The SGML Open catalog, though, provides only a flat mapping. The situation is somewhat akin to hostname resolution pre-DNS where each host had to contain a (large) table resolving names to IP addresses. With DNS, the name space became hierarchical and the role of name to IP address resolution was delegated to different levels of the hierarchy.
In this note I propose a simple extension to the SGML Open catalog format that allows for "delegating" catalogs. By allowing URLs as SOIs as per the EXCH proposal, this extension should provide a powerful solution to the problem of public identifier resolution over the Internet. The heart of this proposal lies in the hierarchical structure introduced to the owner ID of a public identifier by ISO/IEC 9070.
I propose to add the single keyword DELEGATE (or something similar), taking two arguments---an owner identifier prefix and an SOI refering to another catalog. By "owner identifier prefix" I mean all or some initial part of an owner identifier.

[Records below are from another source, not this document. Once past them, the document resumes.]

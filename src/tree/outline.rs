//! Depth-first listing of a tree for display.

use crate::config::Prompts;
use crate::error::PhoneTreeResult;

use super::{MenuId, Node, NodeId, NodeKind, PhoneTree, Target};

/// One authored entry in depth-first order.
#[derive(Debug, Clone, PartialEq, Eq)]
pub struct OutlineEntry {
    /// 0 for entries of the root menu
    pub depth: usize,
    /// 1-based number shown in the parent menu
    pub number: usize,
    pub label: String,
    pub node: NodeId,
    pub kind: NodeKind,
    pub has_callback: bool,
}

impl<S> PhoneTree<S> {
    /// Every authored entry, parents before children, in menu order.
    pub fn outline(&self) -> Vec<OutlineEntry> {
        let mut result = Vec::new();
        self.outline_from(NodeId::ROOT, 0, &mut result);
        result
    }

    fn outline_from(&self, id: NodeId, depth: usize, result: &mut Vec<OutlineEntry>) {
        let Some(Node::Menu(menu)) = self.nodes.get(id.index()) else {
            return;
        };

        for (i, (label, child)) in menu.entries.iter().enumerate() {
            let (kind, has_callback) = match &self.nodes[child.index()] {
                Node::Menu(m) => (NodeKind::Menu, m.callback.is_some()),
                Node::Action(a) => (NodeKind::Action, a.callback.is_some()),
            };
            result.push(OutlineEntry {
                depth,
                number: i + 1,
                label: label.clone(),
                node: *child,
                kind,
                has_callback,
            });
            if kind == NodeKind::Menu {
                self.outline_from(*child, depth + 1, result);
            }
        }
    }

    /// Indented listing numbered the way each menu presents its options.
    ///
    /// Submenus end in `/`, nodes with a callback are marked `*`, and the
    /// synthesized return and exit entries are bracketed.
    pub fn render_outline(&self, prompts: &Prompts) -> PhoneTreeResult<String> {
        let mut out = String::new();
        self.render_menu_outline(self.root(), 0, prompts, &mut out)?;
        Ok(out)
    }

    fn render_menu_outline(
        &self,
        menu: MenuId,
        depth: usize,
        prompts: &Prompts,
        out: &mut String,
    ) -> PhoneTreeResult<()> {
        let authored = self.menu(menu)?.entries.len();
        let indent = "   ".repeat(depth);

        for (i, option) in self.effective_options_with(menu, prompts)?.iter().enumerate() {
            let number = i + 1;
            match option.target {
                Target::Node(id) if i < authored => {
                    let is_menu = self.kind(id) == Some(NodeKind::Menu);
                    let slash = if is_menu { "/" } else { "" };
                    let star = if self.has_callback(id)? { " *" } else { "" };
                    out.push_str(&format!("{indent}{number}. {}{slash}{star}\n", option.label));
                    if is_menu {
                        self.render_menu_outline(MenuId(id), depth + 1, prompts, out)?;
                    }
                }
                _ => out.push_str(&format!("{indent}{number}. [{}]\n", option.label)),
            }
        }
        Ok(())
    }
}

formal public identifier = owner identifier, "//", text identifier
where owner identifer is minimum data prefixed by +//
for
registered owner identifiers and -//
for unregistered owner
identifiers.
The character sequence //
is what I shall call a separating
token.
An owner identifier prefix, then, is an initial part of an owner
identifier up to (and optionally) including a separating token. The
//
token separating the owner identifier from the text
identifier is considered an allowable part of the owner identifier prefix.
As an example, the owner identifier prefixes for "-//IETF//DTD HTML
2.0//EN"
are:
"-"
"-//"
"-//IETF"
"-//IETF//"
Each prefix x defines a set of possible FPIs that have x as an owner identifier prefix. I shall call this set the matching set of x.
Following on from ISO/IEC 9070, this proposal also allows for another
separating token, "::". So the owner identifier prefixes for
"-//IETF::HTML-WG//DTD HTML 2.0//EN"
are:
"-"
"-//"
"-//IETF"
"-//IETF::"
"-//IETF::HTML-WG"
"-//IETF::HTML-WG//"
"-"
and "-//"
, for
example. Others have subtle differences. "-//IETF//DTD RFC//EN"
is in the matching set of "-//IETF"
but not that of
"-//IETF::"
.
The definitions of separating token, owner identifier prefix and matching set hold true for public identifiers in the canonical form defined in ISO/IEC 9070. Hence this proposal also provides a solution to ISO/IEC 9070 public identifier resolution over the Internet, should this become important.
ISO/IEC 9070 defines the canonical form of a public identifier by the production:
public identifer = owner name, "//", object name
In the case of ISO/IEC 9070 public identifiers, the owner identifier prefix is considered an initial part of the owner name up to (and optionally) including a separating token.
As an example of how an entity manager would use the delegating catalogs proposed here, consider a catalog on a local system that contains the line
DELEGATE "-//IETF" "http://www.ietf.org/catalog.txt"
An entity manager coming across "-//IETF::HTML-WG//DTD HTML
2.0//EN"
could retrieve the catalog given in the URL SOI above.
This second catalog may have the entry
DELEGATE "-//IETF::HTML-WG" "http://www.ietf.org/html-wg/catalog.txt"
and the catalog mentioned in the line above may have the entry
PUBLIC "-//IETF::HTML-WG//DTD HTML 2.0//EN" "http://www.ietf.org/dtd/html-2.0.dtd"
This third catalog could be retrieved and the original public identifier resolved to a URL for, in this case, a DTD.
Although delegating catalogs could, at least in theory, work without it, effective public identifier resolution requires one or more central authorities to provide a root for the resolution hierarchy. This means that entity managers need only be told about the root server(s) initially. It also means that public text owners need only register in one place to make their text "visible" to everyone. Note that registration of this type still leaves the public text unregistered in ISO terms. This could be overcome by the root server(s) themselves registering with ISO.
Within a single catalog file:
DELEGATE
entry should lose against a PUBLIC
entry but win against other entry types.
DELEGATE
entries could be used to
resolve a public identifier, a more specific (ie longer)
DELEGATE
entry should win over a more general (ie shorter)
one.
DELEGATE
entry occuring earlier in a file should win
against an equivalent DELEGATE
entry occuring later
in the same file.
Where more than one catalog file makes up the catalog, an entry in an earlier file should always win against one in a later file, regardless of the rules above.